Inicialmente, essa disparada dos preços do produtor (diga-se matérias primas, insumos intermediários, semielaborados) não repercutiu tanto nos bens industriais destinados ao consumo final. Devido à restrição da demanda e à capacidade ociosa, a indústria estava absorvendo esse aumento de custo; por isso, o IPCA, que mede a variação do preço ao consumidor, estava relativamente baixo: foi de 4,52%% no acumulado do ano passado. Mas já começou a repercutir: nos últimos 12 meses até julho, o acumulado foi de 8,99%. Isso é o que se chama de “inércia” inflacionária. Significa, no fundo, que o governo, em lugar de atacar a origem e a correia de transmissão da inflação, permanece inerte, de braços cruzados. E, quando faz alguma coisa, age no sentido de reforçar essa transmissão, criando ou legitimando indexadores. Mas a inflação não apenas se reproduz, acelera. Essa aceleração se deve à cartelização da economia. Os cartéis, pelo seu poder de monopólio e como forma de manter seu superlucro, reajustam antecipadamente os preços que, segundo sua “expectativa”, tenderiam a ser praticados no futuro.

HP: A MEDIDA TOMADA PELO BANCO CENTRAL DE ELEVAR OS JUROS VAI RESOLVER?

NILSON ARAÚJO DE SOUZA – A taxa básica de juros, a Selic, que estava em 2% ao ano, já chegou a 5,25% e os representantes do mercado financeiro ouvidos pelo Banco Central na pesquisa Focus já projetam 7,25% para final do ano. A ortodoxia monetarista costuma usar a elevação da taxa de juros como instrumento para combater a inflação partindo da premissa de que a inflação seria produto da pressão da demanda sobre a oferta. Os neoliberais, monetaristas de hoje, como arautos do tripé macroeconômico, também usam a taxa de juros.

Ocorre que, como demonstramos antes, a atual inflação que transtorna a economia e o bolso dos trabalhadores e trabalhadoras brasileiros não é de demanda, mas resulta de um choque de oferta. Quando a inflação é de demanda, a terapia dos juros altos até consegue conter o processo inflacionário, mas à custa de uma recessão e mais desemprego, à medida que desestimula a atividade produtiva – o empresário, além de evitar tomar dinheiro emprestado para financiar a produção, aplica o rico dinheirinho no mercado financeiro – e sacrifica as finanças públicas, inviabilizando o investimento público. Se se trata de um choque de oferta, o buraco é mais embaixo, bem mais embaixo. A terapia é outra.

HP: EM SUA OPINIÃOQUE MEDIDAS DEVEM SER TOMADAS PARA ENFRENTAR ESSA SITUAÇÃO?
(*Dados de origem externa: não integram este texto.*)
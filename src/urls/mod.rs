pub mod dto;
pub mod handlers;
pub mod repo;
pub mod repo_types;
pub mod services;
pub mod shortcode;

use crate::state::AppState;
use axum::Router;

pub fn router() -> Router<AppState> {
    Router::new()
        .merge(handlers::owner_routes())
        .merge(handlers::public_routes())
}
use crate::token::random_hex;

/// Random bytes behind a regular short code (6 hex chars).
pub const SHORT_CODE_BYTES: usize = 3;
/// Random bytes behind the fallback code used after repeated collisions (12 hex chars).
pub const LONG_SHORT_CODE_BYTES: usize = 6;

/// Six lowercase hex characters from the OS CSPRNG. Uniqueness is checked by the caller.
pub fn generate_short_code() -> String {
    random_hex(SHORT_CODE_BYTES)
}

pub fn generate_long_short_code() -> String {
    random_hex(LONG_SHORT_CODE_BYTES)
}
NILSON ARAÚJO DE SOUZA – Como se trata de choque de oferta, tem que atacar pelo lado da oferta. Há medidas emergenciais para aumentar a oferta, como o bloqueio da exportação dos produtos mais sensíveis, como fizeram a Índia e o Vietnã em 2020. O governo não tem estoques reguladores, mas as tradings das transnacionais têm. Ao mesmo tempo, retomar a política de estoques reguladores para a próxima safra, que começa a ser colhida no próximo mês de fevereiro. Mas, simultaneamente, incentivar com crédito subsidiado, política de preços mínimos e aquisição antecipada dos alimentos oriundos da pequena produção voltada para o mercado interno, que está sendo esmagada pelo agronegócio.

Mas, como a inflação já se generalizou, usando o dólar e consequentemente o IGP-M como correia de transmissão e os cartéis como aceleradores, tem que quebrar essa cadeia em setores fundamentais da economia, particularmente em áreas cartelizadas. Simultaneamente, deve-se deflagrar um programa econômico que, ao retomar a produção de maneira sustentada, amplie a oferta de bens e serviços. Mas, como está sendo feito nos principais países do mundo, dos EUA à China, isso implicaria em usar o Estado e, consequentemente, o investimento público como alavanca do desenvolvimento, e o mercado interno, alavancado pelo salário, como prioritário.

Mas aí já é outra conversa. Desse governo mentecapto que aí está, orientado na área econômica pelo ultraneoliberalismo de Guedes, que só enxerga o mercado, isto é, os monopólios como reguladores da economia, não se pode esperar nada diferente do que vem sendo feito. Aliás, o Brasil é um dos poucos países do mundo que mantém esse arremedo de política econômica.